Do your palms start to sweat at the thought of walking into a room and talking to strangers about your job prospects? Do you have trouble sleeping the night before a job interview? Do your legs shake or knees wobble as you try to answer interview questions? All of these symptoms are part of a larger issue called job interview anxiety. Don't worry, though — you are perfectly normal if you feel anxious ahead of a job interview.
According to a 2013 survey from Harris Interactive and Everest College, as many as 92 percent of adults in the United States stress over one or more aspects of a job interview. People who responded to the survey cited nervousness as the top issue, followed by being overqualified, inability to respond to a hard question and arriving late to the interview.
Up to 17 percent of respondents felt nervousness caused the most stress. Around 15 percent didn't want to deal with their overqualified status. Questions that stumped an interviewee came up 15 percent of the time. Meanwhile, arriving late was a concern for 14 percent of the people in the survey. The Everest College poll asked 1,002 employed adults several questions via telephone.
Income levels determined the types of stress endured by job applicants. Those with a family income of less than $50,000 cited nervousness as the top fear 22 percent of the time. Just 11 percent of people with a household income of $100,000 or more said they felt nervous as the top concern. People with just a high school degree also ranked nervousness high on the list at 22 percent, whereas college graduates felt a nervous response occurred 11 percent of the time.

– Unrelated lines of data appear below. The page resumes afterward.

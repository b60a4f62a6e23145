//! Overall coverage row extraction and threshold filtering

use crate::error::{Error, Result};

use super::CoverageEntry;

/// Artifact entries split into the aggregate row and per-function rows
#[derive(Debug, Clone)]
pub struct CoverageSummary {
    pub overall: CoverageEntry,
    pub functions: Vec<CoverageEntry>,
}

impl CoverageSummary {
    /// Per-function entries below the threshold, in artifact order
    pub fn below_threshold(&self) -> Vec<&CoverageEntry> {
        self.functions
            .iter()
            .filter(|entry| entry.is_below_threshold)
            .collect()
    }
}

/// Remove the last entry (the overall coverage row) from the parsed artifact
pub fn split_summary(mut entries: Vec<CoverageEntry>) -> Result<CoverageSummary> {
    let overall = entries.pop().ok_or(Error::EmptyArtifact)?;

    Ok(CoverageSummary {
        overall,
        functions: entries,
    })
}
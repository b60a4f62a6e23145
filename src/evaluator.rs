//! Runs every review check and publishes the advisories

use crate::checks;
use crate::config::Config;
use crate::coverage::{split_summary, CoverageEntry};
use crate::error::Result;
use crate::report::Reporter;
use crate::source::PullRequestSource;

/// Publish the coverage summary and below-threshold table
pub fn evaluate_coverage<R: Reporter>(
    entries: Vec<CoverageEntry>,
    threshold: u32,
    reporter: &mut R,
) -> Result<()> {
    // The overall row has to come off before functions are filtered
    let summary = split_summary(entries)?;

    reporter.publish(&checks::coverage_summary(&summary.overall, threshold));
    for advisory in checks::functions_below_threshold(&summary, threshold) {
        reporter.publish(&advisory);
    }

    Ok(())
}

/// Run all checks against a pull request
///
/// The three source lookups run concurrently and are all awaited before
/// this returns, so no warning is lost if the process exits right after.
pub async fn evaluate<S, R>(
    config: &Config,
    entries: Vec<CoverageEntry>,
    source: &S,
    reporter: &mut R,
) -> Result<()>
where
    S: PullRequestSource,
    R: Reporter,
{
    evaluate_coverage(entries, config.coverage.threshold, reporter)?;

    let (lines, files, description) = futures::try_join!(
        source.lines_of_code(),
        source.changed_files(),
        source.description()
    )?;

    tracing::debug!(lines, files = files.total(), "fetched pull request data");

    if let Some(advisory) = checks::diff_size(lines, config.pull_request.lines_of_code_threshold) {
        reporter.publish(&advisory);
    }

    for advisory in checks::lockfile_consistency(&files, &config.lockfiles) {
        reporter.publish(&advisory);
    }

    if let Some(advisory) = checks::description_length(
        description.as_deref(),
        config.pull_request.minimum_description_length,
    ) {
        reporter.publish(&advisory);
    }

    Ok(())
}

#[cfg(test)]
mod tests {
    use super::*;
    use crate::coverage::parse_coverage_str;
    use crate::error::Error;
    use crate::report::{Advisory, Report};
    use crate::source::ChangedFiles;

    struct FakeSource {
        lines: u64,
        files: ChangedFiles,
        description: Option<String>,
        fail: bool,
    }

    impl FakeSource {
        fn new(lines: u64, modified: &[&str], description: Option<&str>) -> Self {
            Self {
                lines,
                files: ChangedFiles {
                    modified: modified.iter().map(|p| p.to_string()).collect(),
                    ..Default::default()
                },
                description: description.map(str::to_string),
                fail: false,
            }
        }
    }

    impl PullRequestSource for FakeSource {
        async fn lines_of_code(&self) -> Result<u64> {
            if self.fail {
                return Err(Error::Github {
                    status: 502,
                    body: "Bad Gateway".to_string(),
                });
            }
            Ok(self.lines)
        }

        async fn changed_files(&self) -> Result<ChangedFiles> {
            Ok(self.files.clone())
        }

        async fn description(&self) -> Result<Option<String>> {
            Ok(self.description.clone())
        }
    }

    fn entries() -> Vec<CoverageEntry> {
        parse_coverage_str("a.ts\tfoo\t70%\nb.ts\tbar\t90%\nOVERALL\t\t82%\n", 80).unwrap()
    }

    #[tokio::test]
    async fn test_clean_pull_request() {
        let config = Config::default();
        let source = FakeSource::new(400, &["main.go"], Some("A thorough description. ".repeat(4).as_str()));
        let mut report = Report::new();

        let clean = parse_coverage_str("a.go:\tfoo\t95%\ntotal:\t(statements)\t95%\n", 80).unwrap();
        evaluate(&config, clean, &source, &mut report).await.unwrap();

        assert!(!report.has_warnings());
        assert_eq!(report.notes().len(), 1);
    }

    #[tokio::test]
    async fn test_every_check_fires() {
        let config = Config::default();
        let source = FakeSource::new(600, &["go.mod"], Some("too short"));
        let mut report = Report::new();

        evaluate(&config, entries(), &source, &mut report).await.unwrap();

        assert_eq!(
            report.advisories(),
            &[
                Advisory::Note(
                    "Overall test coverage level is **82%** and the threshold is 80%.".to_string()
                ),
                Advisory::Warning("There are some function(s) below 80% threshold.".to_string()),
                Advisory::Note("|Coverage|File|Function|\n|:-:|:--|:--|\n|70%|`a.ts`|`foo`|".to_string()),
                Advisory::Warning("Big PR! 600 lines of code...".to_string()),
                Advisory::Warning("`go.mod` has been updated without a change in `go.sum`.".to_string()),
                Advisory::Warning(
                    "The PR description is too short! Please describe a little bit more than 50 chars."
                        .to_string()
                ),
            ]
        );
    }

    #[tokio::test]
    async fn test_missing_description() {
        let config = Config::default();
        let source = FakeSource::new(10, &["go.mod", "go.sum"], None);
        let mut report = Report::new();

        evaluate(&config, entries(), &source, &mut report).await.unwrap();

        let warnings = report.warnings();
        assert!(warnings.contains(&"The PR description is missing!"));
        assert!(!warnings.iter().any(|w| w.contains("go.sum")));
    }

    #[tokio::test]
    async fn test_source_failure_aborts() {
        let config = Config::default();
        let mut source = FakeSource::new(10, &[], Some("irrelevant"));
        source.fail = true;
        let mut report = Report::new();

        let err = evaluate(&config, entries(), &source, &mut report).await.unwrap_err();
        assert!(matches!(err, Error::Github { status: 502, .. }));
    }

    #[test]
    fn test_empty_artifact_aborts() {
        let mut report = Report::new();
        let err = evaluate_coverage(Vec::new(), 80, &mut report).unwrap_err();
        assert!(matches!(err, Error::EmptyArtifact));
        assert!(report.advisories().is_empty());
    }
}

What do all of these numbers mean? They indicate you are not alone when it comes to job interview anxiety. You have numerous reasons to feel nervous during an interview. However, this type of response is completely normal.
Why So Nervous?
The nervousness before and during a job interview is a natural physiological response as you get ready to perform. Your heart rate elevates and you might mistake your body's response as something bad. Consider that you rarely get nervous around your friends or people you know. That's because there's no hostile environment in those situations.

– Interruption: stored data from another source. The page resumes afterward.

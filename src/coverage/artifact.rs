//! Tab-delimited coverage artifact parser (`go tool cover -func` output)

use std::fs;
use std::path::Path;

use crate::error::{Error, Result};

use super::CoverageEntry;

/// Parse a coverage artifact from disk
pub fn parse_coverage_file(path: &Path, threshold: u32) -> Result<Vec<CoverageEntry>> {
    let content = fs::read_to_string(path).map_err(|source| Error::Read {
        path: path.to_path_buf(),
        source,
    })?;

    let entries = parse_coverage_str(&content, threshold)?;
    tracing::debug!(
        path = %path.display(),
        entries = entries.len(),
        "parsed coverage artifact"
    );

    Ok(entries)
}

/// Parse coverage artifact content from a string
pub fn parse_coverage_str(content: &str, threshold: u32) -> Result<Vec<CoverageEntry>> {
    // `\n`, `\r\n` and old Mac `\r` all end a line
    let normalized = content.replace("\r\n", "\n");
    let lines: Vec<(usize, &str)> = normalized
        .split(|c| c == '\n' || c == '\r')
        .enumerate()
        .filter(|(_, line)| !line.trim().is_empty())
        .map(|(index, line)| (index + 1, line))
        .collect();

    let last = lines.len().saturating_sub(1);
    lines
        .iter()
        .enumerate()
        .map(|(position, (line_number, line))| {
            parse_line(line, *line_number, threshold, position == last)
        })
        .collect()
}

fn parse_line(
    line: &str,
    line_number: usize,
    threshold: u32,
    is_overall: bool,
) -> Result<CoverageEntry> {
    let fields: Vec<&str> = line
        .split('\t')
        .map(str::trim)
        .filter(|field| !field.is_empty())
        .collect();

    let (file_token, method, percentage) = match fields.as_slice() {
        [file, method, percentage] => (*file, *method, *percentage),
        // Only the overall row may leave the method column empty
        [file, percentage] if is_overall => (*file, "", *percentage),
        _ => {
            return Err(Error::parse(
                line_number,
                format!("expected 3 tab-separated fields, found {}", fields.len()),
            ))
        }
    };

    let coverage = parse_percentage(percentage, line_number)?;

    Ok(CoverageEntry {
        file_name: strip_separator(file_token).to_string(),
        method: method.to_string(),
        coverage,
        is_below_threshold: coverage < threshold,
    })
}

/// `path/file.go:12:` -> `path/file.go:12`
fn strip_separator(token: &str) -> &str {
    token.strip_suffix(':').unwrap_or(token)
}

fn parse_percentage(token: &str, line_number: usize) -> Result<u32> {
    let number = token
        .strip_suffix('%')
        .ok_or_else(|| Error::parse(line_number, format!("`{}` is not a percentage", token)))?;

    let value: f64 = number
        .trim()
        .parse()
        .map_err(|_| Error::parse(line_number, format!("`{}` is not numeric", token)))?;

    if !(0.0..=100.0).contains(&value) {
        return Err(Error::parse(
            line_number,
            format!("coverage {} is outside 0-100", token),
        ));
    }

    Ok(value.trunc() as u32)
}
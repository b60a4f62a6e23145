//! prguard - pull request review checks for CI
//!
//! Reads a tab-delimited coverage artifact and pull request metadata, then
//! publishes advisories:
//! - Overall coverage summary and functions below the coverage threshold
//! - Oversized diffs
//! - Manifests changed without their lock file
//! - Missing or short PR descriptions

pub mod checks;
pub mod config;
pub mod coverage;
pub mod error;
pub mod evaluator;
pub mod github;
pub mod publish;
pub mod report;
pub mod source;

pub use config::{Config, LockfilePair, Overrides};
pub use coverage::{parse_coverage_file, parse_coverage_str, CoverageEntry, CoverageSummary};
pub use error::{Error, Result};
pub use evaluator::{evaluate, evaluate_coverage};
pub use report::{Advisory, Report, Reporter};
pub use source::{ChangedFiles, GitSource, GithubSource, PullRequestSource};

Your nervous feelings might arise because there are consequences to your actions in an interview. Someone's attitude towards you may cause additional stress. Plus, you realize that getting a job is important.
As you prepare for an interview, you start getting stage fright. Although that is not a bad thing, your mind might interpret your body's nervous signals as something negative. Then you start to worry, your worry leads to fear of failing and you might begin to worry about worrying too much. The cycle continues and your nervous fears could turn to anxiety.
Anxiety about the job interview occurs when your stress too much. Your stress could lead to mistakes during the interview, such as fidgeting, babbling and incorrect answers. However, you can overcome your anxiety with a few tips and tricks.
How to Handle Job Interview Anxiety
Perhaps the number one way to combat job interview anxiety is preparation. Do your homework on the employer, and become familiar with the company culture, the industry and recent news. Examine the company's website, social media accounts, mission statement and press releases. The more you know about the company, the better.
Put your best assets forward at all times. Smile and display a positive attitude, even when you talk about gaps in your employment record, why you were fired or your greatest weaknesses. Sometimes, a positive attitude wins the day even when you talk about negative things.
Practice does not have to make perfect. Hardly anyone expects perfection at a job interview. However, practice does make permanent. The more you practice, the more comfortable you become at handling different aspects of a job interview. Practice talking naturally as if you are having a conversation. Preparation and practice are just two ways to help handle job interview anxiety.
Relaxation techniques can alleviate stress even further. Visualization includes sitting still and imagining you have a successful interview. Replay the scenario a few times in your head as you ace all of the questions, wow everyone with your smile and then shake hands as you accept the job.
Breathing can go a long way to helping regulate your body's responses to nervousness. While in an interview, simply pausing for a few seconds and taking a deep breath can offer you instant relaxation as you try to answer a question.
Eating the right breakfast before your interview could provide physical assistance to your body. Consider brain foods such as fruits or oatmeal for breakfast. Boost your mood a little more by exercising two hours before the interview. Exercising releases endorphins that make you feel good. As you work out, listen to your favorite music or comedy routine to relax completely.
Job interview stress, fear and anxiety does not have to ruin your job search. Land your dream job by acknowledging your stress, preparing ahead of time and learning a few techniques for the day of your interview. You might find that you have nothing to worry about after all.